We got a few requests for some guidance on how to optimize RavenDB insert rate. Our current benchmark is standing at 135,000 inserts/sec on a sustained basis, on a machine that cost less than a 1,000$. However, some users tried to write their own benchmarks and got far less (about 50,000 writes / sec). Therefor, this post, in which I’m going to do a bunch of things and see if I can make RavenDB write really fast.

I’m sorry, this is likely to be a long post. I’m going to be writing this as I’m building the benchmark and testing things out. So you’ll get a stream of consciousness. Hopefully it will make sense.

Because of the size of this post, I decided to move most of the code snippets out. I created a repository just for this post, and I’m showing my steps as I go along.

Rules for this post:

  • I’m going to use the last stable version of RavenDB (4.2, at the time of writing)
  • Commodity hardware is hard to quantify, I’m going to use AWS machines because they are fairly standard metric and likely where you’re going to run it.
    • Note that this does mean that we’ll probably have less performance than if we were running on dedicated hardware.
    • Another thing to note (and we’ll see later) is that I/O rate on the cloud is… interesting topic.
  • No special system setup
    • Kernel config
    • Reformatting of hard disk
    • Changing RavenDB config parameters

The first thing to do is to figure out what we are going to write.

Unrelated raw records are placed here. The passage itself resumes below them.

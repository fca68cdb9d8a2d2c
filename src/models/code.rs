// SPDX-License-Identifier: AGPL-3.0-or-later
// Copyright (C) 2012-2025 Andrei Maltsev

//! `TPM_CC` command codes and the per-command attributes the pipeline
//! needs: how many handles sit in the handle area, whether the response
//! carries a handle, and whether the device flushes the handle-area
//! objects itself when the command completes.
//!
//! Values follow the TPM 2.0 Structures specification § 6.5.2. The
//! attribute table is the subset of `TPMA_CC` the resource manager acts
//! on; command codes outside the table are forwarded without any handle
//! rewriting.

use std::collections::HashMap;

use bitflags::bitflags;
use once_cell::sync::Lazy;
use thiserror::Error;

/// `TPM2_CAP_HANDLES` — the capability group the manager virtualizes.
pub const TPM2_CAP_HANDLES: u32 = 0x0000_0001;

/// `TPMA_SESSION_CONTINUESESSION` bit of the auth-area attributes octet.
pub const TPMA_SESSION_CONTINUESESSION: u8 = 0x01;

/// Returned when a 32-bit value is not a known `TPM_CC`.
#[derive(Debug, Error)]
#[error("unknown command code: 0x{0:08x}")]
pub struct UnknownCommandCode(pub u32);

/// All `TPM_CC` values the manager can classify.
#[repr(u32)]
#[derive(Debug, Clone, Copy, PartialEq, Eq, Hash)]
pub enum CommandCode {
    NvUndefineSpaceSpecial = 0x0000_011F,
    EvictControl = 0x0000_0120,
    HierarchyControl = 0x0000_0121,
    NvUndefineSpace = 0x0000_0122,
    Clear = 0x0000_0126,
    ClearControl = 0x0000_0127,
    HierarchyChangeAuth = 0x0000_0129,
    NvDefineSpace = 0x0000_0130,
    CreatePrimary = 0x0000_0131,
    NvWrite = 0x0000_0137,
    DictionaryAttackLockReset = 0x0000_0139,
    PcrEvent = 0x0000_013C,
    PcrReset = 0x0000_013D,
    SequenceComplete = 0x0000_013E,
    Startup = 0x0000_0144,
    Shutdown = 0x0000_0145,
    StirRandom = 0x0000_0146,
    ActivateCredential = 0x0000_0147,
    Certify = 0x0000_0148,
    CertifyCreation = 0x0000_014A,
    Duplicate = 0x0000_014B,
    NvRead = 0x0000_014E,
    ObjectChangeAuth = 0x0000_0150,
    PolicySecret = 0x0000_0151,
    Create = 0x0000_0153,
    EcdhZGen = 0x0000_0154,
    Hmac = 0x0000_0155,
    Import = 0x0000_0156,
    Load = 0x0000_0157,
    Quote = 0x0000_0158,
    RsaDecrypt = 0x0000_0159,
    HmacStart = 0x0000_015B,
    SequenceUpdate = 0x0000_015C,
    Sign = 0x0000_015D,
    Unseal = 0x0000_015E,
    PolicySigned = 0x0000_0160,
    ContextLoad = 0x0000_0161,
    ContextSave = 0x0000_0162,
    EcdhKeygen = 0x0000_0163,
    EncryptDecrypt = 0x0000_0164,
    FlushContext = 0x0000_0165,
    LoadExternal = 0x0000_0167,
    MakeCredential = 0x0000_0168,
    NvReadPublic = 0x0000_0169,
    PolicyAuthValue = 0x0000_016B,
    PolicyCommandCode = 0x0000_016C,
    PolicyOR = 0x0000_0171,
    ReadPublic = 0x0000_0173,
    RsaEncrypt = 0x0000_0174,
    StartAuthSession = 0x0000_0176,
    VerifySignature = 0x0000_0177,
    GetCapability = 0x0000_017A,
    GetRandom = 0x0000_017B,
    Hash = 0x0000_017D,
    PcrRead = 0x0000_017E,
    PolicyPcr = 0x0000_017F,
    PolicyRestart = 0x0000_0180,
    PcrExtend = 0x0000_0182,
    EventSequenceComplete = 0x0000_0185,
    HashSequenceStart = 0x0000_0186,
    PolicyGetDigest = 0x0000_0189,
}

impl CommandCode {
    pub fn from_u32(v: u32) -> Option<Self> {
        Some(match v {
            0x0000_011F => Self::NvUndefineSpaceSpecial,
            0x0000_0120 => Self::EvictControl,
            0x0000_0121 => Self::HierarchyControl,
            0x0000_0122 => Self::NvUndefineSpace,
            0x0000_0126 => Self::Clear,
            0x0000_0127 => Self::ClearControl,
            0x0000_0129 => Self::HierarchyChangeAuth,
            0x0000_0130 => Self::NvDefineSpace,
            0x0000_0131 => Self::CreatePrimary,
            0x0000_0137 => Self::NvWrite,
            0x0000_0139 => Self::DictionaryAttackLockReset,
            0x0000_013C => Self::PcrEvent,
            0x0000_013D => Self::PcrReset,
            0x0000_013E => Self::SequenceComplete,
            0x0000_0144 => Self::Startup,
            0x0000_0145 => Self::Shutdown,
            0x0000_0146 => Self::StirRandom,
            0x0000_0147 => Self::ActivateCredential,
            0x0000_0148 => Self::Certify,
            0x0000_014A => Self::CertifyCreation,
            0x0000_014B => Self::Duplicate,
            0x0000_014E => Self::NvRead,
            0x0000_0150 => Self::ObjectChangeAuth,
            0x0000_0151 => Self::PolicySecret,
            0x0000_0153 => Self::Create,
            0x0000_0154 => Self::EcdhZGen,
            0x0000_0155 => Self::Hmac,
            0x0000_0156 => Self::Import,
            0x0000_0157 => Self::Load,
            0x0000_0158 => Self::Quote,
            0x0000_0159 => Self::RsaDecrypt,
            0x0000_015B => Self::HmacStart,
            0x0000_015C => Self::SequenceUpdate,
            0x0000_015D => Self::Sign,
            0x0000_015E => Self::Unseal,
            0x0000_0160 => Self::PolicySigned,
            0x0000_0161 => Self::ContextLoad,
            0x0000_0162 => Self::ContextSave,
            0x0000_0163 => Self::EcdhKeygen,
            0x0000_0164 => Self::EncryptDecrypt,
            0x0000_0165 => Self::FlushContext,
            0x0000_0167 => Self::LoadExternal,
            0x0000_0168 => Self::MakeCredential,
            0x0000_0169 => Self::NvReadPublic,
            0x0000_016B => Self::PolicyAuthValue,
            0x0000_016C => Self::PolicyCommandCode,
            0x0000_0171 => Self::PolicyOR,
            0x0000_0173 => Self::ReadPublic,
            0x0000_0174 => Self::RsaEncrypt,
            0x0000_0176 => Self::StartAuthSession,
            0x0000_0177 => Self::VerifySignature,
            0x0000_017A => Self::GetCapability,
            0x0000_017B => Self::GetRandom,
            0x0000_017D => Self::Hash,
            0x0000_017E => Self::PcrRead,
            0x0000_017F => Self::PolicyPcr,
            0x0000_0180 => Self::PolicyRestart,
            0x0000_0182 => Self::PcrExtend,
            0x0000_0185 => Self::EventSequenceComplete,
            0x0000_0186 => Self::HashSequenceStart,
            0x0000_0189 => Self::PolicyGetDigest,
            _ => return None,
        })
    }

    /// Pipeline attributes for this command, or the empty set when the
    /// table has no entry.
    pub fn attrs(&self) -> CcAttrs {
        CC_ATTRS.get(self).copied().unwrap_or_default()
    }

    /// Commands that consume a transient-object slot on success.
    #[inline]
    pub fn allocates_transient(&self) -> bool {
        matches!(self, Self::CreatePrimary | Self::Load | Self::LoadExternal)
    }

    /// Commands that consume a session slot on success.
    #[inline]
    pub fn allocates_session(&self) -> bool {
        matches!(self, Self::StartAuthSession)
    }
}

bitflags! {
    /// The `TPMA_CC` bits the manager acts on.
    #[derive(Debug, Default, Clone, Copy, PartialEq, Eq)]
    pub struct CcFlags: u8 {
        /// The response carries a handle right after the header.
        const RHANDLE = 0x01;
        /// The device flushes the handle-area objects on completion.
        const FLUSHED = 0x02;
    }
}

/// Per-command pipeline attributes.
#[derive(Debug, Default, Clone, Copy, PartialEq, Eq)]
pub struct CcAttrs {
    /// Number of handles in the command handle area (0..=3).
    pub handles: u8,
    pub flags: CcFlags,
}

impl CcAttrs {
    const fn new(handles: u8, flags: CcFlags) -> Self {
        Self { handles, flags }
    }

    #[inline]
    pub fn response_has_handle(&self) -> bool {
        self.flags.contains(CcFlags::RHANDLE)
    }

    #[inline]
    pub fn flushed(&self) -> bool {
        self.flags.contains(CcFlags::FLUSHED)
    }
}

static CC_ATTRS: Lazy<HashMap<CommandCode, CcAttrs>> = Lazy::new(|| {
    use CommandCode::*;

    const N: CcFlags = CcFlags::empty();
    const R: CcFlags = CcFlags::RHANDLE;
    const F: CcFlags = CcFlags::FLUSHED;

    let table: &[(CommandCode, CcAttrs)] = &[
        (NvUndefineSpaceSpecial, CcAttrs::new(2, N)),
        (EvictControl, CcAttrs::new(2, N)),
        (HierarchyControl, CcAttrs::new(1, N)),
        (NvUndefineSpace, CcAttrs::new(2, N)),
        (Clear, CcAttrs::new(1, N)),
        (ClearControl, CcAttrs::new(1, N)),
        (HierarchyChangeAuth, CcAttrs::new(1, N)),
        (NvDefineSpace, CcAttrs::new(1, N)),
        (CreatePrimary, CcAttrs::new(1, R)),
        (NvWrite, CcAttrs::new(2, N)),
        (DictionaryAttackLockReset, CcAttrs::new(1, N)),
        (PcrEvent, CcAttrs::new(1, N)),
        (PcrReset, CcAttrs::new(1, N)),
        (SequenceComplete, CcAttrs::new(1, F)),
        (Startup, CcAttrs::new(0, N)),
        (Shutdown, CcAttrs::new(0, N)),
        (StirRandom, CcAttrs::new(0, N)),
        (ActivateCredential, CcAttrs::new(2, N)),
        (Certify, CcAttrs::new(2, N)),
        (CertifyCreation, CcAttrs::new(2, N)),
        (Duplicate, CcAttrs::new(2, N)),
        (NvRead, CcAttrs::new(2, N)),
        (ObjectChangeAuth, CcAttrs::new(2, N)),
        (PolicySecret, CcAttrs::new(2, N)),
        (Create, CcAttrs::new(1, N)),
        (EcdhZGen, CcAttrs::new(1, N)),
        (Hmac, CcAttrs::new(1, N)),
        (Import, CcAttrs::new(1, N)),
        (Load, CcAttrs::new(1, R)),
        (Quote, CcAttrs::new(1, N)),
        (RsaDecrypt, CcAttrs::new(1, N)),
        (HmacStart, CcAttrs::new(1, R)),
        (SequenceUpdate, CcAttrs::new(1, N)),
        (Sign, CcAttrs::new(1, N)),
        (Unseal, CcAttrs::new(1, N)),
        (PolicySigned, CcAttrs::new(2, N)),
        (ContextLoad, CcAttrs::new(0, R)),
        (ContextSave, CcAttrs::new(1, N)),
        (EcdhKeygen, CcAttrs::new(1, N)),
        (EncryptDecrypt, CcAttrs::new(1, N)),
        // FlushContext names its victim in the parameter area, not the
        // handle area.
        (FlushContext, CcAttrs::new(0, N)),
        (LoadExternal, CcAttrs::new(0, R)),
        (MakeCredential, CcAttrs::new(1, N)),
        (NvReadPublic, CcAttrs::new(1, N)),
        (PolicyAuthValue, CcAttrs::new(1, N)),
        (PolicyCommandCode, CcAttrs::new(1, N)),
        (PolicyOR, CcAttrs::new(1, N)),
        (ReadPublic, CcAttrs::new(1, N)),
        (RsaEncrypt, CcAttrs::new(1, N)),
        (StartAuthSession, CcAttrs::new(2, R)),
        (VerifySignature, CcAttrs::new(1, N)),
        (GetCapability, CcAttrs::new(0, N)),
        (GetRandom, CcAttrs::new(0, N)),
        (Hash, CcAttrs::new(0, N)),
        (PcrRead, CcAttrs::new(0, N)),
        (PolicyPcr, CcAttrs::new(1, N)),
        (PolicyRestart, CcAttrs::new(1, N)),
        (PcrExtend, CcAttrs::new(1, N)),
        (EventSequenceComplete, CcAttrs::new(2, F)),
        (HashSequenceStart, CcAttrs::new(0, R)),
        (PolicyGetDigest, CcAttrs::new(1, N)),
    ];

    table.iter().copied().collect()
});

The test machine is:  t3a.xlarge with 4 cores, 16 GB RAM. This seemed like a fairly reasonable machine to test with. I’m using Ubuntu 18.04 LTS as the operating system.

The machine has an 8GB drive that I’m using to host RavenDB and a separate volume for the data itself. I create a 512GB gp2 volume (with 1536 IOPS) to start with. Here what this looked like from inside the machine:

image

I’m including the setup script here for completeness, as you can see, there isn’t really anything here that matters.

Do note that I’m going the quick & dirty mode here without security, this is mostly so I can see what the impact of TLS on the benchmark is at a later point.

We are now pretty much ready, I think. So let’s take a look at the first version I tried. Writing 100,000 random user documents like the following:

image

As you can see, that isn’t too big and shouldn’t really be too hard on RavenDB. Unfortunately, I discovered a problem, the write speed was horrible.

image

Oh wait, the problem exists between keyboard and chair, I was running that from my laptop, so we actually had to go about 10,000 KM from client to server. That… is not a good thing.

Writing the data took almost 12 minutes. But at least this is easy to fix. I setup a couple of client machines on the same AZ and tried again. I’m using spot instances, so I got a t3.large instance and a m5d.large instance.

That gave me a much nicer number, although still far from what I wanted to have.

image

On the cloud machines, this takes about 23 - 25 seconds. Better than 12 minutes, but nothing to write home about.

One of the reasons that I wanted to write this blog post is specifically to go through this process, because there are a lot of things that matter, and it sometimes can be hard to figure out what does.

Let’s make a small change in my code, like so:

image

What this does is to remove the call to RavenDB entirely. The only cost we have here is the cost of generating the from the Bogus library. This time, the code completes in 13 seconds.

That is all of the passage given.